Post-war immigration to Australia deals with migration to Australia in the decades immediately following World War II, and in particular refers to the predominantly European wave of immigration which occurred between 1945 and the end of the White Australia policy in 1973. In the immediate aftermath of World War II, Ben Chifley, Prime Minister of Australia (1945–1949), established the federal Department of Immigration to administer a large-scale immigration program.
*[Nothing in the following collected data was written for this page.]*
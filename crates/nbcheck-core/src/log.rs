//! The dated run log.
//!
//! A plain-text file that every stage appends to, in visitation order. It is
//! the record an operator (or CI job) reads after the run. Console output goes
//! through `tracing` separately.

use std::fs::{self, File, OpenOptions};
use std::io::Write;
use std::path::{Path, PathBuf};

use crate::error::{Error, Result};

/// Append-only log file for one harness run.
#[derive(Debug)]
pub struct RunLog {
    path: PathBuf,
    file: File,
}

impl RunLog {
    /// Open (creating if needed) the log at `path` for appending.
    pub fn open(path: impl Into<PathBuf>) -> Result<Self> {
        let path = path.into();
        if let Some(parent) = path.parent().filter(|p| !p.as_os_str().is_empty()) {
            fs::create_dir_all(parent).map_err(|e| Error::at(parent, e))?;
        }
        let file = OpenOptions::new()
            .create(true)
            .append(true)
            .open(&path)
            .map_err(|e| Error::at(&path, e))?;
        Ok(Self { path, file })
    }

    /// Location of the log file.
    pub fn path(&self) -> &Path {
        &self.path
    }

    /// Append raw text.
    ///
    /// A failed write is reported on the console; the run carries on.
    pub fn append(&self, text: &str) {
        if let Err(e) = (&self.file).write_all(text.as_bytes()) {
            tracing::error!("Failed to write to {}: {}", self.path.display(), e);
        }
    }

    /// Append one line.
    pub fn line(&self, line: impl AsRef<str>) {
        let mut text = line.as_ref().to_string();
        text.push('\n');
        self.append(&text);
    }

    /// Append a `=== title ===` header preceded by a blank line.
    pub fn section(&self, title: impl AsRef<str>) {
        self.append(&format!("\n=== {} ===\n", title.as_ref()));
    }

    /// Append captured program output, making sure it ends with a newline.
    pub fn output(&self, output: &str) {
        if output.is_empty() {
            return;
        }
        self.append(output);
        if !output.ends_with('\n') {
            self.append("\n");
        }
    }
}
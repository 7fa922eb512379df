//! Load-directive parsing.
//!
//! Tutorial notebooks ship exercise cells whose solution is pulled in with an
//! IPython magic left commented out:
//!
//! ```text
//! # %load './snippets/01_solution.py'
//! ```
//!
//! Grammar, matched against one line of the cell:
//!
//! ```text
//! directive := ws* "#" ws* "%load" ws+ quote? prefix? "snippets/" file quote? ws*
//! quote     := "'" | '"'
//! prefix    := any run of non-space, non-quote characters ending in "/"
//! file      := one or more non-space, non-quote characters
//! ```
//!
//! The file is always looked up in the `snippets` folder next to the
//! notebook, whatever the prefix says.

use std::path::PathBuf;
use std::sync::LazyLock;

use regex::Regex;

/// Any `# %load` comment, well-formed or not.
static MARKER: LazyLock<Regex> =
    LazyLock::new(|| Regex::new(r"#[ \t]*%load\b").expect("valid marker regex"));

static DIRECTIVE: LazyLock<Regex> = LazyLock::new(|| {
    Regex::new(
        r#"(?m)^[ \t]*#[ \t]*%load[ \t]+['"]?(?:[^'"\s]*/)?snippets/(?P<file>[^'"\s]+)['"]?[ \t]*$"#,
    )
    .expect("valid directive regex")
});

/// Result of looking for a load-directive in a cell.
#[derive(Debug, Clone, PartialEq, Eq)]
pub enum LoadDirective {
    /// The cell has no `# %load` comment.
    Absent,
    /// A well-formed directive naming a file inside `snippets/`.
    Found(PathBuf),
    /// A `# %load` comment that does not follow the grammar.
    Malformed(String),
}

/// Look for a load-directive in `source`.
pub fn parse_load_directive(source: &str) -> LoadDirective {
    if !MARKER.is_match(source) {
        return LoadDirective::Absent;
    }

    match DIRECTIVE.captures(source) {
        Some(caps) => LoadDirective::Found(PathBuf::from(&caps["file"])),
        None => {
            let line = source
                .lines()
                .find(|l| MARKER.is_match(l))
                .unwrap_or_default()
                .trim();
            LoadDirective::Malformed(format!("unrecognised load directive `{}`", line))
        }
    }
}
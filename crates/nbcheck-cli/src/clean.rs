//! Clean command: remove working copies from interrupted runs.

use std::path::PathBuf;

use nbcheck_core::{find_orphans, remove_working_files};

use crate::colors;
use crate::settings::Settings;

/// Delete (or with `dry_run`, list) leftover working copies.
pub fn execute(settings: &Settings, roots: &[PathBuf], dry_run: bool) -> anyhow::Result<()> {
    let config = settings.load(roots)?;
    config.validate()?;

    let orphans = find_orphans(&config);
    if orphans.is_empty() {
        println!("Nothing to clean.");
        return Ok(());
    }

    let mut failures = 0;
    for temp in &orphans {
        if dry_run {
            println!("Would delete: {}", temp.display());
            continue;
        }
        let report = remove_working_files(temp);
        for path in &report.removed {
            println!("Deleted: {}", path.display());
        }
        for (path, message) in &report.failures {
            failures += 1;
            println!(
                "{}Failed to delete {}: {}{}",
                colors::RED,
                path.display(),
                message,
                colors::RESET
            );
        }
    }

    if failures > 0 {
        anyhow::bail!("{} path(s) could not be deleted", failures);
    }
    Ok(())
}
//! Cell output records.
//!
//! Outputs are written by the kernel during execution. nbcheck never authors
//! them; it reads them back to collect diagnostics.

use serde::{Deserialize, Serialize};
use serde_json::{Map, Value};

use crate::document::MultilineString;

/// Cell output.
#[derive(Debug, Clone, PartialEq, Serialize, Deserialize)]
#[serde(tag = "output_type")]
pub enum Output {
    /// Standard output/error
    #[serde(rename = "stream")]
    Stream { name: String, text: MultilineString },

    /// Rich result of the cell's last expression
    #[serde(rename = "execute_result")]
    ExecuteResult {
        execution_count: Option<u32>,
        data: Map<String, Value>,
        #[serde(default)]
        metadata: Map<String, Value>,
    },

    /// Display data
    #[serde(rename = "display_data")]
    DisplayData {
        data: Map<String, Value>,
        #[serde(default)]
        metadata: Map<String, Value>,
    },

    /// Error output
    #[serde(rename = "error")]
    Error {
        ename: String,
        evalue: String,
        #[serde(default)]
        traceback: Vec<String>,
    },
}

impl Output {
    /// Text written to stdout/stderr, if this is a stream output.
    pub fn stream_text(&self) -> Option<String> {
        match self {
            Self::Stream { text, .. } => Some(text.text()),
            _ => None,
        }
    }

    /// `ename: evalue`, if this is an error output.
    pub fn error_summary(&self) -> Option<String> {
        match self {
            Self::Error { ename, evalue, .. } => Some(format!("{}: {}", ename, evalue)),
            _ => None,
        }
    }
}
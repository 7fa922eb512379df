//! Notebook discovery.

use std::path::{Path, PathBuf};

use walkdir::{DirEntry, WalkDir};

use crate::config::HarnessConfig;
use crate::paths::{NotebookPaths, is_temp_notebook, root_labels};

/// Why a notebook file was not selected.
#[derive(Debug, Clone, Copy, PartialEq, Eq)]
pub enum Exclusion {
    /// Listed in the skip list.
    Skipped,
    /// A working copy left by this or an earlier run.
    Temporary,
}

/// Result of walking the configured roots.
#[derive(Debug, Default)]
pub struct Discovery {
    /// Notebooks to process, in traversal order.
    pub notebooks: Vec<NotebookPaths>,
    /// Notebook files that were seen but excluded.
    pub excluded: Vec<(PathBuf, Exclusion)>,
    /// Paths that could not be read (a missing root, an unreadable folder),
    /// with the reason. The walk carries on past them.
    pub problems: Vec<(PathBuf, String)>,
}

/// Walks the configured roots looking for notebooks.
pub struct NotebookDiscoverer<'a> {
    config: &'a HarnessConfig,
}

impl<'a> NotebookDiscoverer<'a> {
    /// Create a discoverer for `config`.
    pub fn new(config: &'a HarnessConfig) -> Self {
        Self { config }
    }

    /// Enumerate every root.
    ///
    /// Within a folder, entries are visited in file-name order so that two
    /// walks over an unchanged tree give the same list.
    pub fn discover(&self) -> Discovery {
        let mut discovery = Discovery::default();
        let labels = root_labels(&self.config.roots);

        for (root, label) in self.config.roots.iter().zip(labels) {
            tracing::debug!("Searching in folder: {}", root.display());

            let walker = WalkDir::new(root)
                .sort_by_file_name()
                .into_iter()
                .filter_entry(|e| !(self.config.skip_hidden && is_hidden_dir(e)));

            for entry in walker {
                let entry = match entry {
                    Ok(entry) => entry,
                    Err(e) => {
                        let path = e.path().unwrap_or(root.as_path()).to_path_buf();
                        tracing::warn!("Cannot search {}: {}", path.display(), e);
                        discovery.problems.push((path, e.to_string()));
                        continue;
                    }
                };
                if !entry.file_type().is_file() || !nbcheck_notebook::is_notebook_path(entry.path()) {
                    continue;
                }

                let path = entry.path();
                match self.exclusion(path) {
                    Some(reason) => {
                        tracing::debug!("Excluding {} ({:?})", path.display(), reason);
                        discovery.excluded.push((path.to_path_buf(), reason));
                    }
                    None => discovery.notebooks.push(NotebookPaths::with_label(
                        path,
                        root,
                        &label,
                        self.config,
                    )),
                }
            }
        }

        discovery
    }

    /// Decide whether a notebook file is excluded.
    pub fn exclusion(&self, path: &Path) -> Option<Exclusion> {
        if is_temp_notebook(path, &self.config.temp_suffix) {
            Some(Exclusion::Temporary)
        } else if self.config.skip.iter().any(|s| s == path) {
            Some(Exclusion::Skipped)
        } else {
            None
        }
    }
}

/// Hidden directories below the root (`.ipynb_checkpoints`, `.git`, ...).
fn is_hidden_dir(entry: &DirEntry) -> bool {
    entry.depth() > 0
        && entry.file_type().is_dir()
        && entry.file_name().to_str().is_some_and(|n| n.starts_with('.'))
}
Chifley commissioned a report on the subject which found that Australia was in urgent need of a larger population for the purposes of defence and development and it recommended a 1% annual increase in population through increased immigration.[1]
The first Minister for Immigration, Arthur Calwell, promoted mass immigration with the slogan "populate or perish".[2] It was Billy Hughes, as Minister for Health and Repatriation, who had coined the "populate or perish" slogan in the 1930s.[3] Calwell coined the term "New Australians" in an effort to supplant such terms as Balt, pommy and wog.
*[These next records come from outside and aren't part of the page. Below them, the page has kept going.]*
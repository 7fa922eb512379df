//! Removal of working files.
//!
//! After a notebook has been run and rendered, its working copy, the LaTeX
//! intermediate and the nbconvert asset folder are deleted. Runs that were
//! interrupted leave these behind; [`find_orphans`] locates them.

use std::fs;
use std::io;
use std::path::{Path, PathBuf};

use walkdir::WalkDir;

use crate::config::HarnessConfig;
use crate::paths::{assets_dir, is_temp_notebook, tex_path};

/// What cleanup removed and what it could not.
#[derive(Debug, Default, PartialEq, Eq)]
pub struct CleanupReport {
    /// Files and folders deleted.
    pub removed: Vec<PathBuf>,
    /// Paths that could not be deleted, with the reason.
    pub failures: Vec<(PathBuf, String)>,
}

impl CleanupReport {
    /// Whether every deletion succeeded.
    pub fn is_clean(&self) -> bool {
        self.failures.is_empty()
    }
}

/// Delete the working copy `temp` and everything derived from it.
///
/// The working copy is always expected to exist; the `.tex` file and the
/// `_files` folder are only removed if present. Each failure is recorded and
/// the remaining deletions still happen.
pub fn remove_working_files(temp: &Path) -> CleanupReport {
    let mut report = CleanupReport::default();

    record(&mut report, temp, fs::remove_file(temp));

    let tex = tex_path(temp);
    if tex.exists() {
        record(&mut report, &tex, fs::remove_file(&tex));
    }

    let assets = assets_dir(temp);
    if assets.exists() {
        record(&mut report, &assets, fs::remove_dir_all(&assets));
    }

    report
}

fn record(report: &mut CleanupReport, path: &Path, result: io::Result<()>) {
    match result {
        Ok(()) => {
            tracing::debug!("Deleted {}", path.display());
            report.removed.push(path.to_path_buf());
        }
        Err(e) => {
            tracing::warn!("Failed to delete {}: {}", path.display(), e);
            report.failures.push((path.to_path_buf(), e.to_string()));
        }
    }
}

/// Working copies left under the roots (and the scratch folder) by
/// interrupted runs.
pub fn find_orphans(config: &HarnessConfig) -> Vec<PathBuf> {
    let mut orphans = Vec::new();

    for dir in config.roots.iter().chain(config.scratch_dir.as_ref()) {
        for entry in WalkDir::new(dir).sort_by_file_name().into_iter().flatten() {
            let path = entry.path();
            if entry.file_type().is_file()
                && nbcheck_notebook::is_notebook_path(path)
                && is_temp_notebook(path, &config.temp_suffix)
            {
                orphans.push(path.to_path_buf());
            }
        }
    }

    orphans
}
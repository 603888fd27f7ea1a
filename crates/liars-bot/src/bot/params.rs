use rand::Rng;

pub const MAX_CRAZINESS: f64 = 0.3;
pub const MAX_AGGRESSIVENESS: f64 = 0.4;

/// Per-seat temperament that steers the bidding policy.
///
/// `craziness` is the chance of inverting a decision; `aggressiveness` is the
/// truth probability below which a standing bid is distrusted. Both are fixed
/// for the life of a seat.
#[derive(Debug, Clone, Copy, PartialEq)]
pub struct Personality {
    craziness: f64,
    aggressiveness: f64,
}

#[derive(Debug, Clone, Copy, PartialEq, Eq, Hash)]
pub enum PersonalityStyle {
    Wildcard,
    Intimidating,
    Watchful,
    Tight,
    Unpredictable,
}

impl Personality {
    /// Values outside the allowed ranges are clamped; non-finite values become zero.
    pub fn new(craziness: f64, aggressiveness: f64) -> Self {
        Self {
            craziness: clamp_unit(craziness, MAX_CRAZINESS),
            aggressiveness: clamp_unit(aggressiveness, MAX_AGGRESSIVENESS),
        }
    }

    pub fn sample<R: Rng + ?Sized>(rng: &mut R) -> Self {
        let craziness = rng.gen_range(0.0..=MAX_CRAZINESS);
        let aggressiveness = rng.gen_range(0.0..=MAX_AGGRESSIVENESS);
        Self::new(craziness, aggressiveness)
    }

    pub fn craziness(&self) -> f64 {
        self.craziness
    }

    pub fn aggressiveness(&self) -> f64 {
        self.aggressiveness
    }

    pub fn style(&self) -> PersonalityStyle {
        if self.craziness > 0.2 {
            if self.aggressiveness > 0.3 {
                PersonalityStyle::Wildcard
            } else {
                PersonalityStyle::Intimidating
            }
        } else if self.craziness < 0.05 {
            if self.aggressiveness < 0.2 {
                PersonalityStyle::Watchful
            } else {
                PersonalityStyle::Tight
            }
        } else {
            PersonalityStyle::Unpredictable
        }
    }

    pub fn greeting(&self, name: &str) -> String {
        format!("Hi, my name is {name} and {}", self.style().line())
    }
}

impl PersonalityStyle {
    pub const fn as_str(self) -> &'static str {
        match self {
            PersonalityStyle::Wildcard => "wildcard",
            PersonalityStyle::Intimidating => "intimidating",
            PersonalityStyle::Watchful => "watchful",
            PersonalityStyle::Tight => "tight",
            PersonalityStyle::Unpredictable => "unpredictable",
        }
    }

    pub const fn line(self) -> &'static str {
        match self {
            PersonalityStyle::Wildcard => "I'm a WILDCARD!!",
            PersonalityStyle::Intimidating => "you better watch your step around me.",
            PersonalityStyle::Watchful => "I've got my eye on you...",
            PersonalityStyle::Tight => "I play my dice close to my chest.",
            PersonalityStyle::Unpredictable => "I will be keeping you on your toes.",
        }
    }
}

fn clamp_unit(value: f64, max: f64) -> f64 {
    if value.is_finite() {
        value.clamp(0.0, max)
    } else {
        0.0
    }
}
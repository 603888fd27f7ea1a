pub mod match_state;
pub mod serialization;
pub mod sudden_death;
pub mod table;
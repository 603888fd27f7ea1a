mod decision;
mod params;

pub use decision::{
    Decision, DecisionInput, DecisionReason, MAX_PROBABILITY_DROP, best_raise, decide, guess_sum,
    heads_up_opening, leans_to_challenge, model_opening, rolls_crazy,
};
pub use params::{MAX_AGGRESSIVENESS, MAX_CRAZINESS, Personality, PersonalityStyle};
The 1% target remained a part of government policy until the Whitlam government (1972–1975), when immigration numbers were substantially cut back, only to be restored by the Fraser government (1975–1982).[1]
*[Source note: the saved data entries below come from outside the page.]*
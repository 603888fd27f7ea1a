use crate::model::face::Face;
use crate::model::seat::SeatId;
use rand::Rng;
use thiserror::Error;

pub const MIN_SUM: u8 = 2;
pub const MAX_SUM: u8 = 12;

/// Two seats, one die each, guessing the sum of both dice.
#[derive(Debug, Clone, Copy, PartialEq, Eq)]
pub struct SuddenDeath {
    first: SeatId,
    second: SeatId,
    dice: [Face; 2],
}

#[derive(Debug, Clone, Copy, PartialEq, Eq)]
pub enum SuddenDeathOutcome {
    Decided {
        winner: SeatId,
        loser: SeatId,
        sum: u8,
    },
    /// Both guesses were equally close; roll again.
    Tied { sum: u8 },
}

#[derive(Debug, Clone, Copy, PartialEq, Eq, Error)]
pub enum SuddenDeathError {
    #[error("guess {guess} is outside {MIN_SUM}..={MAX_SUM}")]
    OutOfRange { guess: u8 },
    #[error("guess {guess} repeats the first guess")]
    Repeated { guess: u8 },
}

impl SuddenDeath {
    pub fn roll<R: Rng + ?Sized>(first: SeatId, second: SeatId, rng: &mut R) -> Self {
        Self::with_dice(first, second, [Face::roll(rng), Face::roll(rng)])
    }

    pub fn with_dice(first: SeatId, second: SeatId, dice: [Face; 2]) -> Self {
        Self {
            first,
            second,
            dice,
        }
    }

    /// Seat that guesses first.
    pub fn first(&self) -> SeatId {
        self.first
    }

    pub fn second(&self) -> SeatId {
        self.second
    }

    pub fn die(&self, seat: SeatId) -> Option<Face> {
        if seat == self.first {
            Some(self.dice[0])
        } else if seat == self.second {
            Some(self.dice[1])
        } else {
            None
        }
    }

    pub fn sum(&self) -> u8 {
        self.dice[0].value() + self.dice[1].value()
    }

    pub fn check_guess(guess: u8, previous: Option<u8>) -> Result<(), SuddenDeathError> {
        if !(MIN_SUM..=MAX_SUM).contains(&guess) {
            return Err(SuddenDeathError::OutOfRange { guess });
        }
        if previous == Some(guess) {
            return Err(SuddenDeathError::Repeated { guess });
        }
        Ok(())
    }

    pub fn resolve(
        &self,
        first_guess: u8,
        second_guess: u8,
    ) -> Result<SuddenDeathOutcome, SuddenDeathError> {
        Self::check_guess(first_guess, None)?;
        Self::check_guess(second_guess, Some(first_guess))?;

        let sum = self.sum();
        let first_miss = first_guess.abs_diff(sum);
        let second_miss = second_guess.abs_diff(sum);
        Ok(match first_miss.cmp(&second_miss) {
            std::cmp::Ordering::Less => SuddenDeathOutcome::Decided {
                winner: self.first,
                loser: self.second,
                sum,
            },
            std::cmp::Ordering::Greater => SuddenDeathOutcome::Decided {
                winner: self.second,
                loser: self.first,
                sum,
            },
            std::cmp::Ordering::Equal => SuddenDeathOutcome::Tied { sum },
        })
    }
}

#[cfg(test)]
mod tests {
    use super::*;

    fn seat(i: usize) -> SeatId {
        SeatId::from_index(i).unwrap()
    }

    #[test]
    fn closer_guess_wins() {
        let duel = SuddenDeath::with_dice(seat(0), seat(1), [Face::Three, Face::Four]);
        assert_eq!(duel.sum(), 7);
        assert_eq!(duel.die(seat(1)), Some(Face::Four));
        assert_eq!(
            duel.resolve(8, 4).unwrap(),
            SuddenDeathOutcome::Decided {
                winner: seat(0),
                loser: seat(1),
                sum: 7
            }
        );
        assert_eq!(
            duel.resolve(12, 7).unwrap(),
            SuddenDeathOutcome::Decided {
                winner: seat(1),
                loser: seat(0),
                sum: 7
            }
        );
    }

    #[test]
    fn equal_distance_is_a_tie() {
        let duel = SuddenDeath::with_dice(seat(0), seat(1), [Face::Three, Face::Four]);
        assert_eq!(duel.resolve(6, 8).unwrap(), SuddenDeathOutcome::Tied { sum: 7 });
    }

    #[test]
    fn invalid_guesses_are_rejected() {
        assert_eq!(
            SuddenDeath::check_guess(1, None),
            Err(SuddenDeathError::OutOfRange { guess: 1 })
        );
        assert_eq!(
            SuddenDeath::check_guess(13, None),
            Err(SuddenDeathError::OutOfRange { guess: 13 })
        );
        assert_eq!(
            SuddenDeath::check_guess(7, Some(7)),
            Err(SuddenDeathError::Repeated { guess: 7 })
        );
        assert!(SuddenDeath::check_guess(7, Some(6)).is_ok());
    }
}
Some 4.2 million immigrants arrived between 1945 and 1985, about 40 percent of whom came from Britain and Ireland.[4][full citation needed] 182,159 people were sponsored by the International Refugee Organisation (IRO) from the end of World War II up to the end of 1954 to resettle in Australia from Europe—more than the number of convicts transported to Australia in the first 80 years after European settlement.[5]